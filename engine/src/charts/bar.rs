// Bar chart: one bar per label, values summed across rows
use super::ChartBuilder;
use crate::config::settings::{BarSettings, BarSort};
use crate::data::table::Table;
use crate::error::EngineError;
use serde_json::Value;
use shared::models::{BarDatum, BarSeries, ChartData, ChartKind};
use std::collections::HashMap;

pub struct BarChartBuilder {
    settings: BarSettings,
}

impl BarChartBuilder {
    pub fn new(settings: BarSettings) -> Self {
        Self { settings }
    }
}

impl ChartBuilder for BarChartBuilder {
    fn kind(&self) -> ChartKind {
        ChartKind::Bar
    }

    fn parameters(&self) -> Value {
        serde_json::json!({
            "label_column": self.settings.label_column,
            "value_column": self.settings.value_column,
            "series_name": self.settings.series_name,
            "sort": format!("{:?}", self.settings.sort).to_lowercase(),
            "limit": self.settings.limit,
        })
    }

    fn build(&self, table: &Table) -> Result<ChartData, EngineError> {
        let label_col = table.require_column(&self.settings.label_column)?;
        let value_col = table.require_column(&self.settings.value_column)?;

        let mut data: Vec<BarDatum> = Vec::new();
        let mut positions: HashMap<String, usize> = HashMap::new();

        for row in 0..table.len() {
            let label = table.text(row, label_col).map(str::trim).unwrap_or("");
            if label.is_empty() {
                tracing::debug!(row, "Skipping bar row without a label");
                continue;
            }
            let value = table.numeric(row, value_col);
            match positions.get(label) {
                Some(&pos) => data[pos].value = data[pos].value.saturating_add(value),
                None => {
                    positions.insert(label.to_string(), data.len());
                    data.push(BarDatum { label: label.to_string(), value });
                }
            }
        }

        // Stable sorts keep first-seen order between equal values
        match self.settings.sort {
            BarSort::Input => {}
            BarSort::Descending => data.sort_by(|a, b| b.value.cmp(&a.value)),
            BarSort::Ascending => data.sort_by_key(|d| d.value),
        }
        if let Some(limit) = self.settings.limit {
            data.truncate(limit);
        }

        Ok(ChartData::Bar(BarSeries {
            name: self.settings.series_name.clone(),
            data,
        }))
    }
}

==

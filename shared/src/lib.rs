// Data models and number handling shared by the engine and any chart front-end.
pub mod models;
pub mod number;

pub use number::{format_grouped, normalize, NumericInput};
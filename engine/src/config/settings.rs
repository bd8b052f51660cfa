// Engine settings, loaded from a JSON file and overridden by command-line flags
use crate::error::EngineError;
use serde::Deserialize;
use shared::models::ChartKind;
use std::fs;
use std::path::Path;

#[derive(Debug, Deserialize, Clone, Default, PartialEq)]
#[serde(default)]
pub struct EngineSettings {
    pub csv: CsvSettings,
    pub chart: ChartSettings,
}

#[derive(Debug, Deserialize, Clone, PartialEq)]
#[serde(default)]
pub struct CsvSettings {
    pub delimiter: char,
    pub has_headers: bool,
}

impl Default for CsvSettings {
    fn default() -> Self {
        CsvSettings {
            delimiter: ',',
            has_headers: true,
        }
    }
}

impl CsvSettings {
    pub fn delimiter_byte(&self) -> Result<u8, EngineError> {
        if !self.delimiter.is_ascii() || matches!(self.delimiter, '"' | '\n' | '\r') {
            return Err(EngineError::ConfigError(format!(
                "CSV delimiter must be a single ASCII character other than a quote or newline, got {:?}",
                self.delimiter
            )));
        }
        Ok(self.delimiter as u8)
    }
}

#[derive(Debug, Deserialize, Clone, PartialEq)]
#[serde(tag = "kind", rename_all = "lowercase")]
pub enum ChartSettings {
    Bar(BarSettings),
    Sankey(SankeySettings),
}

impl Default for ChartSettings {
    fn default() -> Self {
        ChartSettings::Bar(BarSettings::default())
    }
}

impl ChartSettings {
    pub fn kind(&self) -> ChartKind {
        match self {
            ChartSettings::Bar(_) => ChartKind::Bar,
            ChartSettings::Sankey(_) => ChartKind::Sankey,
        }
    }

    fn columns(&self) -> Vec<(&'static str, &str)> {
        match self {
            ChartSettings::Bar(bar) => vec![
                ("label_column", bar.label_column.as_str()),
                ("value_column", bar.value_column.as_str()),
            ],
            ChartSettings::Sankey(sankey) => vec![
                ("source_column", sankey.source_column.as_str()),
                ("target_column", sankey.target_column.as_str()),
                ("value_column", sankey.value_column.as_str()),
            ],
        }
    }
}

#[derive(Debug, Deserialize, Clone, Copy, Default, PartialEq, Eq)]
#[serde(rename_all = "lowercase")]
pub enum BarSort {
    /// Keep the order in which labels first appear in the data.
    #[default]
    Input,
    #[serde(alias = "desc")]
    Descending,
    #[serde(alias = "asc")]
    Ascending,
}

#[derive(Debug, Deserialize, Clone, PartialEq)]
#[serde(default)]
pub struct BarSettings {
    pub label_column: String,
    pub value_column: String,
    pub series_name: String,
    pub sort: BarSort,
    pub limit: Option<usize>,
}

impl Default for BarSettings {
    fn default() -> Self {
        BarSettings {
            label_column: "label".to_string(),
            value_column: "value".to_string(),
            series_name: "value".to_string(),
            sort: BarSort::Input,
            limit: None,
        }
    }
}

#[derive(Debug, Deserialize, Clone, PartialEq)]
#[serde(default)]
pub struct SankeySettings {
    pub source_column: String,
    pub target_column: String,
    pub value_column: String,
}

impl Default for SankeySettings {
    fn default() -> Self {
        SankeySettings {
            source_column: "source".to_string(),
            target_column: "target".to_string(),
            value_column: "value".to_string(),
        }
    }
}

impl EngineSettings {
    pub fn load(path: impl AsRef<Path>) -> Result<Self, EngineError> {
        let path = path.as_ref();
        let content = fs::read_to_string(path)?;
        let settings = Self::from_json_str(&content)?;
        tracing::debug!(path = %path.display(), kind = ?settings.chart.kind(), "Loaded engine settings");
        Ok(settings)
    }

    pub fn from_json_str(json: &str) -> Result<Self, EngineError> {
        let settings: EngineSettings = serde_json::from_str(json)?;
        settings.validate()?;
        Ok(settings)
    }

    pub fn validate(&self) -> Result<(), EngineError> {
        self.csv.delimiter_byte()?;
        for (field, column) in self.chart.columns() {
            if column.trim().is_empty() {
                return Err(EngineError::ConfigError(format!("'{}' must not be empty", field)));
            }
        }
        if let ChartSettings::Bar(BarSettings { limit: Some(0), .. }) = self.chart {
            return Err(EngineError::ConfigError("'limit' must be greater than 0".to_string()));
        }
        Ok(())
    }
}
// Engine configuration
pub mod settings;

--

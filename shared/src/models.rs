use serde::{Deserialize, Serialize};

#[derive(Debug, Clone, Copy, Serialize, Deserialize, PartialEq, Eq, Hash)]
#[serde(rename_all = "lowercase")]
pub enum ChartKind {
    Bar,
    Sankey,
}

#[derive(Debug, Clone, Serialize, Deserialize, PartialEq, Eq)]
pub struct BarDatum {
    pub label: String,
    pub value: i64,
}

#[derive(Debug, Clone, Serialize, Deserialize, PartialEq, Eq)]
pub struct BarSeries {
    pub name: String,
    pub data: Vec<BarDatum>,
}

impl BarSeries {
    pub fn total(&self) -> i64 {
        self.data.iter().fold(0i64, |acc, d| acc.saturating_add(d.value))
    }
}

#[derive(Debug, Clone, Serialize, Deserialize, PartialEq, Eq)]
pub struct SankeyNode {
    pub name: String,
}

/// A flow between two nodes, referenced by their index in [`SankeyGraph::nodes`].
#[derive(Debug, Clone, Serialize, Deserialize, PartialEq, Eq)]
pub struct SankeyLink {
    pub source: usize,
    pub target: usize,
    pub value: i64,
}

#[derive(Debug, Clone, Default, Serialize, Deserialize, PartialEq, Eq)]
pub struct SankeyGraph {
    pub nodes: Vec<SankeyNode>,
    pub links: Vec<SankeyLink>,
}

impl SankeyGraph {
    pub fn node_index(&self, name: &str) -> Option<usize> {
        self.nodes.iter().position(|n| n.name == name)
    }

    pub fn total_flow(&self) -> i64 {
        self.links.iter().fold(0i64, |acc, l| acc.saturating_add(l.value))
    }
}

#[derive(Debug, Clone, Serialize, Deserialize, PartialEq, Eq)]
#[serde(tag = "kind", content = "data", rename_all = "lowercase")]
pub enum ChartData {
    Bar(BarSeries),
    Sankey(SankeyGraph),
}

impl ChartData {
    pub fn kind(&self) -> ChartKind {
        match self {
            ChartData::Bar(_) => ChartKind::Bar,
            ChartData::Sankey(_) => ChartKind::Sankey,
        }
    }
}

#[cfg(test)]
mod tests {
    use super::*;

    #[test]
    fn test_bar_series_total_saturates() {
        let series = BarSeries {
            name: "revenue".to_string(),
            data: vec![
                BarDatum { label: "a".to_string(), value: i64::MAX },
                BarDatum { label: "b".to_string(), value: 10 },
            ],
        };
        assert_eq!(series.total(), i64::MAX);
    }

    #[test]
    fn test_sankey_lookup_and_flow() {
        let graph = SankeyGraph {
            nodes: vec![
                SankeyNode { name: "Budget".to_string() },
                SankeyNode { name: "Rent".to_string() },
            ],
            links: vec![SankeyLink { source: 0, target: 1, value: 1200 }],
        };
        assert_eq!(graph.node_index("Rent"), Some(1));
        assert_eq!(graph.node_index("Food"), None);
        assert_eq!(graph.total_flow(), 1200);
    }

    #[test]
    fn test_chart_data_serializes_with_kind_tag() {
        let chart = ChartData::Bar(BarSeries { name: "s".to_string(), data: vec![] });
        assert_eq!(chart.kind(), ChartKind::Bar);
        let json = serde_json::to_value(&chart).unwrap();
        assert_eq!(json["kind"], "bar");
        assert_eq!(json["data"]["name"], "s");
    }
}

### What this task involves
When the line with "filename engine/src/charts/bar.rs" is reached in the data above, begin copying, and stop after the line with "use serde_json::Value;"; copy each line exactly, both ends included.

### Result
filename engine/src/charts/bar.rs
// Bar chart: one bar per label, values summed across rows
use super::ChartBuilder;
use crate::config::settings::{BarSettings, BarSort};
use crate::data::table::Table;
use crate::error::EngineError;
use serde_json::Value;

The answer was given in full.